いずれにしても、前著とセットで読まないと著者の意図が中途半端にしか理解できないような気がする。その点を考慮して、★3つとさせていただきます。
サラサラ読める本
日本を取り巻く政治経済について書いてある本で、電車の中でもサラリと読め、値段もお手ごろ。今の政治の問題点などを簡単に確認するには良い本だと思う。
言っていることは、ちょっと過激だなと感じる点もあるが、まじめに考えると高橋氏の意見が正しいと思う部分が多い。また、外部から普通はあまり良くわからない政治的な慣習や制度などにも言及してある点は参考になる。

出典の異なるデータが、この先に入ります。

//! panel-common-web library crate.
//!
//! Small adapters between plugin controllers and the host's web layer.  The
//! host is represented by the [`HttpResponse`] trait, so nothing here
//! depends on a particular HTTP framework.
//!
//! ```text
//! controller action
//!     ├── RequestActionLog   banner + parameters, to a Debug log channel
//!     └── JsonResult<T>      status, content type, indented JSON body
//!              ↓
//!         HttpResponse (host)
//! ```

/// Request logging for controller actions.
pub mod action_log;

/// JSON results written to a host response.
pub mod response;

pub use action_log::{ActionContext, RequestActionLog, DEFAULT_LOG_NAME};
pub use response::{HttpResponse, JsonResult, WebError, JSON_CONTENT_TYPE};
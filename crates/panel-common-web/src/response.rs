//! `JsonResult`: a serializable value plus the response metadata it is sent
//! with.
//!
//! # Example
//!
//! ```rust
//! use panel_common_web::{HttpResponse, JsonResult};
//!
//! #[derive(Default)]
//! struct Captured {
//!     status: u16,
//!     content_type: String,
//!     body: String,
//! }
//!
//! impl HttpResponse for Captured {
//!     fn set_status(&mut self, status: u16) { self.status = status; }
//!     fn set_content_type(&mut self, content_type: &str) {
//!         self.content_type = content_type.to_string();
//!     }
//!     fn set_content_encoding(&mut self, _encoding: &str) {}
//!     fn write(&mut self, body: &str) { self.body.push_str(body); }
//! }
//!
//! let mut response = Captured::default();
//! JsonResult::new(vec![1, 2]).with_status(201).execute(&mut response).unwrap();
//!
//! assert_eq!(response.status, 201);
//! assert_eq!(response.content_type, "application/json");
//! assert_eq!(response.body, "[\n  1,\n  2\n]");
//! ```

use serde::Serialize;
use thiserror::Error;

/// Content type used when none is set on the result.
pub const JSON_CONTENT_TYPE: &str = "application/json";

/// Error type for writing results to a response.
#[derive(Debug, Error)]
pub enum WebError {
    /// The result's data could not be serialized to JSON.
    #[error("failed to serialize response body")]
    Serialize(#[source] serde_json::Error),
}

/// The host's outgoing HTTP response.
///
/// Implemented by the host web layer; tests use a mock.
#[cfg_attr(test, mockall::automock)]
pub trait HttpResponse {
    fn set_status(&mut self, status: u16);

    fn set_content_type(&mut self, content_type: &str);

    fn set_content_encoding(&mut self, encoding: &str);

    /// Appends `body` to the response body.
    fn write(&mut self, body: &str);
}

/// A JSON response: optional data, a status code (200 unless set), and
/// optional content type and encoding.
#[derive(Debug, Clone, PartialEq)]
pub struct JsonResult<T> {
    data: Option<T>,
    status: u16,
    content_type: Option<String>,
    content_encoding: Option<String>,
}

impl<T> Default for JsonResult<T> {
    fn default() -> Self {
        Self {
            data: None,
            status: 200,
            content_type: None,
            content_encoding: None,
        }
    }
}

impl<T: Serialize> JsonResult<T> {
    pub fn new(data: T) -> Self {
        Self {
            data: Some(data),
            ..Self::default()
        }
    }

    /// A result with no body; only the status and headers are written.
    pub fn empty() -> Self {
        Self::default()
    }

    pub fn with_status(mut self, status: u16) -> Self {
        self.status = status;
        self
    }

    pub fn with_content_type(mut self, content_type: impl Into<String>) -> Self {
        self.content_type = Some(content_type.into());
        self
    }

    pub fn with_content_encoding(mut self, encoding: impl Into<String>) -> Self {
        self.content_encoding = Some(encoding.into());
        self
    }

    pub fn data(&self) -> Option<&T> {
        self.data.as_ref()
    }

    pub fn status(&self) -> u16 {
        self.status
    }

    /// The content type that [`execute`](Self::execute) sets.  An empty
    /// explicit value counts as unset.
    pub fn content_type(&self) -> &str {
        self.content_type
            .as_deref()
            .filter(|content_type| !content_type.is_empty())
            .unwrap_or(JSON_CONTENT_TYPE)
    }

    pub fn content_encoding(&self) -> Option<&str> {
        self.content_encoding.as_deref()
    }

    /// Writes the status, content type, encoding (when set) and the data as
    /// indented JSON (when present) to `response`.
    ///
    /// The body is serialized first, so a serialization failure leaves
    /// `response` untouched.
    ///
    /// # Errors
    ///
    /// Returns [`WebError::Serialize`] if the data cannot be serialized.
    pub fn execute<R: HttpResponse + ?Sized>(&self, response: &mut R) -> Result<(), WebError> {
        let body = self
            .data
            .as_ref()
            .map(serde_json::to_string_pretty)
            .transpose()
            .map_err(WebError::Serialize)?;

        response.set_status(self.status);
        response.set_content_type(self.content_type());
        if let Some(encoding) = self.content_encoding() {
            response.set_content_encoding(encoding);
        }
        if let Some(body) = body {
            response.write(&body);
        }
        Ok(())
    }
}

// ── Tests ─────────────────────────────────────────────────────────────────────
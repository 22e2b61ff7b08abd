//! Typed JSON configuration persistence.
//!
//! Reads and writes a value of type `T` to
//! `{base}/Components/{crate}/Configurations/{module}/{Name}.json`.
//!
//! # Failure policy
//!
//! Configuration is never allowed to take a plugin down.  Every I/O or parse
//! failure is logged through the store's paired [`LogChannel`] and replaced by
//! a safe value: reads fall back to `T::default()` (without persisting it) and
//! writes report `false`.
//!
//! ```rust,no_run
//! use panel_common::{component, ConfigurationProvider, LocalConfiguration};
//! use serde::{Deserialize, Serialize};
//!
//! #[derive(Debug, Default, Serialize, Deserialize)]
//! #[serde(rename_all = "PascalCase")]
//! pub struct MotdSettings {
//!     pub message: String,
//!     pub interval_secs: u32,
//! }
//! component!(MotdSettings);
//!
//! let store = LocalConfiguration::<MotdSettings>::new();
//! let mut settings = store.get_configuration();
//! settings.interval_secs = 300;
//! store.set_configuration(&settings);
//! ```
//!
//! [`LogChannel`]: crate::LogChannel

use std::path::PathBuf;

use thiserror::Error;

mod local;

pub use local::{ConfigurationBuilder, LocalConfiguration};

/// Error type for configuration file operations.
///
/// Never returned to callers of [`ConfigurationProvider`]; it is logged and
/// converted into the documented fallback.
#[derive(Debug, Error)]
pub enum ConfigError {
    /// A file system I/O error occurred.
    #[error("I/O error accessing config at {path}")]
    Io {
        path: PathBuf,
        #[source]
        source: std::io::Error,
    },

    /// The JSON content could not be parsed into the configuration type.
    #[error("failed to parse config JSON at {path}")]
    Parse {
        path: PathBuf,
        #[source]
        source: serde_json::Error,
    },

    /// The value could not be serialized to JSON.
    #[error("failed to serialize config")]
    Serialize(#[source] serde_json::Error),
}

/// Source of a typed configuration value.
pub trait ConfigurationProvider<T> {
    /// Returns the current value, or a default when none can be read.
    fn get_configuration(&self) -> T;

    /// Persists `config`.  Returns `false` if it could not be written.
    fn set_configuration(&self, config: &T) -> bool;

    /// Alias for [`set_configuration`](Self::set_configuration).
    fn save_configuration(&self, config: &T) -> bool {
        self.set_configuration(config)
    }
}

// ── Tests ─────────────────────────────────────────────────────────────────────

一つ難点を言うと、この高橋氏の本は「さらば財務省」を読んでいてもそうだったが、読んだ時の後味というか印象が残念な部分がある。この本は文章の書きぶりからして、読みやすさを意識して口述筆記なのだろうが、日本語がギクシャクした部分がある。(と言うのが私の印象)。書籍の編集者は、折角内容の面白い本なのだから、もっとちゃんと語尾や語彙が読み手にあたえる印象を考えたほうが良いと思った。
総評としては、安易な口述書籍が世の中にはびこる中では、中身もしっかりしていて悪くない本だと思う。